A Raines no le interesaba. A West y a él todavía les quedaban varios asaltos por disputar y la agarró por detrás, la sobó, la restregó contra sí y le introdujo la lengua en la oreja, pero el intento quedó en nada pues ella se desasió y se separó de él.
—Estoy cansada —le espetó.
Raines puso los ojos en blanco. Ya había tenido suficiente de cortes y vacilaciones.
—Bien —le dijo mientras sacaba la cinta del reproductor de vídeo—. Déjame preguntarte sólo una cosa, Virginia. —Dio unos pasos hacia la puerta, furioso, y se detuvo para fijar sus ojos llameantes en los de ella—. Cuando estás comiendo y suena el teléfono, ¿qué haces después de colgar? ¿Vuelves a la mesa, o también te olvidas del resto de la comida? ¿Lo dejas porque has tenido una pequeña interrupción?
—Depende de lo que esté comiendo —replicó West.
Brazil cenó tarde en Shark Finn's, en Old Pineville Road, junto a Bourbon Street. Tras salir a toda velocidad de casa de West, había dado una vuelta en el coche, cada vez más furioso, hasta detenerse cerca de la casa de Tommy Axel en la urbanización Fourth Ward, con la puerta delantera color rosa subido.
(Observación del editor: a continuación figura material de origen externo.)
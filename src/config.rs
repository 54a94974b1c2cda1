use std::path::{Path, PathBuf};
use std::str::FromStr;
use std::time::Duration;

use serde::{Deserialize, Serialize};

use crate::core::SolveOptions;
use crate::error::{PackError, Result};

#[derive(Debug, Clone, Default, PartialEq, Eq, Serialize, Deserialize)]
pub struct Config {
    #[serde(default)]
    pub server: ServerConfig,
    #[serde(default)]
    pub storage: StorageConfig,
    #[serde(default)]
    pub packs: PacksConfig,
}

impl Config {
    /// Defaults, then the TOML file, then `PACKCALC_*` environment variables.
    pub fn load(explicit_path: Option<&Path>) -> Result<Self> {
        let mut config = Self::default();

        let explicit = explicit_path
            .map(PathBuf::from)
            .or_else(|| std::env::var("PACKCALC_CONFIG").ok().map(PathBuf::from));

        if let Some(path) = explicit {
            if !path.exists() {
                return Err(PackError::Config(format!(
                    "config file {} does not exist",
                    path.display()
                )));
            }
            if let Some(patch) = Self::load_patch(&path)? {
                config.merge_patch(patch);
            }
        } else if let Some(global) = Self::load_global()? {
            config.merge_patch(global);
        }

        config.apply_overrides(|key| std::env::var(key).ok())?;
        config.validate()?;

        Ok(config)
    }

    fn load_global() -> Result<Option<ConfigPatch>> {
        match dirs::config_dir() {
            Some(dir) => Self::load_patch(&dir.join("packcalc/config.toml")),
            None => Ok(None),
        }
    }

    fn load_patch(path: &Path) -> Result<Option<ConfigPatch>> {
        if !path.exists() {
            return Ok(None);
        }

        let raw = std::fs::read_to_string(path)
            .map_err(|err| PackError::Config(format!("read config {}: {err}", path.display())))?;
        let patch = toml::from_str(&raw)
            .map_err(|err| PackError::Config(format!("parse config {}: {err}", path.display())))?;
        Ok(Some(patch))
    }

    fn merge_patch(&mut self, patch: ConfigPatch) {
        if let Some(patch) = patch.server {
            self.server.merge(patch);
        }
        if let Some(patch) = patch.storage {
            self.storage.merge(patch);
        }
        if let Some(patch) = patch.packs {
            self.packs.merge(patch);
        }
    }

    fn apply_overrides(&mut self, lookup: impl Fn(&str) -> Option<String>) -> Result<()> {
        if let Some(value) = lookup("PACKCALC_HOST") {
            self.server.host = value;
        }
        if let Some(value) = env_parse(&lookup, "PACKCALC_PORT")? {
            self.server.port = value;
        }
        if let Some(value) = env_parse(&lookup, "PACKCALC_WORKERS")? {
            self.server.workers = value;
        }
        if let Some(value) = env_parse(&lookup, "PACKCALC_POLL_INTERVAL_MS")? {
            self.server.poll_interval_ms = value;
        }

        if let Some(value) = lookup("PACKCALC_DB_PATH") {
            self.storage.db_path = Some(PathBuf::from(value));
        }

        if let Some(values) = env_list(&lookup, "PACKCALC_DEFAULT_SIZES")? {
            self.packs.default_sizes = values;
        }
        if let Some(value) = env_parse(&lookup, "PACKCALC_DEFAULT_ORDER")? {
            self.packs.default_order = value;
        }
        if let Some(value) = env_parse(&lookup, "PACKCALC_MAX_TABLE_LEN")? {
            self.packs.max_table_len = value;
        }
        if let Some(value) = env_parse(&lookup, "PACKCALC_MAX_WORK")? {
            self.packs.max_work = value;
        }

        Ok(())
    }

    fn validate(&self) -> Result<()> {
        if self.server.workers == 0 {
            return Err(PackError::Config("server.workers must be at least 1".to_string()));
        }
        if self.server.poll_interval_ms == 0 {
            return Err(PackError::Config(
                "server.poll_interval_ms must be at least 1".to_string(),
            ));
        }
        if let Some(size) = self.packs.default_sizes.iter().find(|&&size| size <= 0) {
            return Err(PackError::Config(format!(
                "packs.default_sizes must be positive, got {size}"
            )));
        }
        if self.packs.default_order <= 0 {
            return Err(PackError::Config(format!(
                "packs.default_order must be positive, got {}",
                self.packs.default_order
            )));
        }
        Ok(())
    }
}

#[derive(Debug, Clone, PartialEq, Eq, Serialize, Deserialize)]
pub struct ServerConfig {
    #[serde(default = "default_host")]
    pub host: String,
    #[serde(default = "default_port")]
    pub port: u16,
    #[serde(default = "default_workers")]
    pub workers: usize,
    #[serde(default = "default_poll_interval_ms")]
    pub poll_interval_ms: u64,
}

impl Default for ServerConfig {
    fn default() -> Self {
        Self {
            host: default_host(),
            port: default_port(),
            workers: default_workers(),
            poll_interval_ms: default_poll_interval_ms(),
        }
    }
}

impl ServerConfig {
    fn merge(&mut self, patch: ServerPatch) {
        if let Some(value) = patch.host {
            self.host = value;
        }
        if let Some(value) = patch.port {
            self.port = value;
        }
        if let Some(value) = patch.workers {
            self.workers = value;
        }
        if let Some(value) = patch.poll_interval_ms {
            self.poll_interval_ms = value;
        }
    }

    /// `host:port` for binding.
    #[must_use]
    pub fn addr(&self) -> String {
        format!("{}:{}", self.host, self.port)
    }

    #[must_use]
    pub const fn poll_interval(&self) -> Duration {
        Duration::from_millis(self.poll_interval_ms)
    }
}

#[derive(Debug, Clone, Default, PartialEq, Eq, Serialize, Deserialize)]
pub struct StorageConfig {
    #[serde(default)]
    pub db_path: Option<PathBuf>,
}

impl StorageConfig {
    fn merge(&mut self, patch: StoragePatch) {
        if let Some(value) = patch.db_path {
            self.db_path = Some(value);
        }
    }

    /// Configured database path, or `<data_dir>/packcalc/packcalc.db`.
    pub fn resolved_db_path(&self) -> Result<PathBuf> {
        if let Some(path) = &self.db_path {
            return Ok(path.clone());
        }
        dirs::data_local_dir()
            .map(|dir| dir.join("packcalc/packcalc.db"))
            .ok_or_else(|| PackError::MissingConfig("storage.db_path".to_string()))
    }
}

#[derive(Debug, Clone, PartialEq, Eq, Serialize, Deserialize)]
pub struct PacksConfig {
    #[serde(default = "default_sizes")]
    pub default_sizes: Vec<i64>,
    #[serde(default = "default_order")]
    pub default_order: i64,
    /// Exact-solver table bound; 0 disables the bound.
    #[serde(default = "default_max_table_len")]
    pub max_table_len: usize,
    /// Exact-solver step bound (table entries times sizes); 0 disables it.
    #[serde(default = "default_max_work")]
    pub max_work: u64,
}

impl Default for PacksConfig {
    fn default() -> Self {
        Self {
            default_sizes: default_sizes(),
            default_order: default_order(),
            max_table_len: default_max_table_len(),
            max_work: default_max_work(),
        }
    }
}

impl PacksConfig {
    fn merge(&mut self, patch: PacksPatch) {
        if let Some(values) = patch.default_sizes {
            self.default_sizes = values;
        }
        if let Some(value) = patch.default_order {
            self.default_order = value;
        }
        if let Some(value) = patch.max_table_len {
            self.max_table_len = value;
        }
        if let Some(value) = patch.max_work {
            self.max_work = value;
        }
    }

    #[must_use]
    pub const fn solve_options(&self) -> SolveOptions {
        let max_table_len = if self.max_table_len == 0 {
            None
        } else {
            Some(self.max_table_len)
        };
        let max_work = if self.max_work == 0 {
            None
        } else {
            Some(self.max_work)
        };
        SolveOptions::with_max_table_len(max_table_len).with_max_work(max_work)
    }
}

fn default_host() -> String {
    "127.0.0.1".to_string()
}

const fn default_port() -> u16 {
    8080
}

const fn default_workers() -> usize {
    4
}

const fn default_poll_interval_ms() -> u64 {
    250
}

fn default_sizes() -> Vec<i64> {
    vec![250, 500, 1000, 2000, 5000]
}

const fn default_order() -> i64 {
    250
}

const fn default_max_table_len() -> usize {
    10_000_000
}

const fn default_max_work() -> u64 {
    200_000_000
}

#[derive(Debug, Clone, Default, Deserialize)]
struct ConfigPatch {
    pub server: Option<ServerPatch>,
    pub storage: Option<StoragePatch>,
    pub packs: Option<PacksPatch>,
}

#[derive(Debug, Clone, Default, Deserialize)]
struct ServerPatch {
    pub host: Option<String>,
    pub port: Option<u16>,
    pub workers: Option<usize>,
    pub poll_interval_ms: Option<u64>,
}

#[derive(Debug, Clone, Default, Deserialize)]
struct StoragePatch {
    pub db_path: Option<PathBuf>,
}

#[derive(Debug, Clone, Default, Deserialize)]
struct PacksPatch {
    pub default_sizes: Option<Vec<i64>>,
    pub default_order: Option<i64>,
    pub max_table_len: Option<usize>,
    pub max_work: Option<u64>,
}

fn env_parse<T>(lookup: impl Fn(&str) -> Option<String>, key: &str) -> Result<Option<T>>
where
    T: FromStr,
    T::Err: std::fmt::Display,
{
    match lookup(key) {
        Some(value) => value.trim().parse::<T>().map(Some).map_err(|err| {
            PackError::Config(format!("invalid {key} value {value}: {err}"))
        }),
        None => Ok(None),
    }
}

fn env_list(lookup: impl Fn(&str) -> Option<String>, key: &str) -> Result<Option<Vec<i64>>> {
    match lookup(key) {
        Some(value) => value
            .split(',')
            .map(str::trim)
            .filter(|entry| !entry.is_empty())
            .map(|entry| {
                entry.parse::<i64>().map_err(|err| {
                    PackError::Config(format!("invalid {key} entry {entry}: {err}"))
                })
            })
            .collect::<Result<Vec<_>>>()
            .map(Some),
        None => Ok(None),
    }
}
Posiblemente no había sido una de sus movidas más sensatas; Brazil advirtió la presencia de algunos hombres que lo observaban cuando se acercó a la puerta desde el aparcamiento.
Brazil no fue especialmente amistoso con ellos ni con Axel.
Lo que Axel consideraba una primera cita y Brazil hacía como venganza se inició en el bar Shark Finn's Jaws Raw, de cuyo techo colgaba un pez vela atrapado en una red, que protestaba con la boca abierta y unos ojos vidriosos y prominentes. Las mesas de madera no tenían mantel y el suelo de tablas estaba sin barnizar. Había caras talladas en cocos y estrellas de mar enroscadas, y cristales ahumados. Brazil bebía una cerveza Red Stripe y se preguntaba si estaría volviéndose loco y qué conducta impulsiva e insensata lo había llevado allí, a aquel lugar en aquel momento.
Axel estaba gastándose el dinero en él, viviendo una fantasía, y temía que la visión se desvaneciera si apartaba la vista aunque sólo fuera un segundo. Brazil estaba convencido de que otros comensales que daban cuenta de ostras vivas y se emborrachaban habían descubierto las intenciones de Axel y malinterpretaban las suyas. Era una lástima pues muchos de los presentes eran camioneros y creían que el destino supremo era dejar embarazadas a las mujeres, tener armas y matar maricones.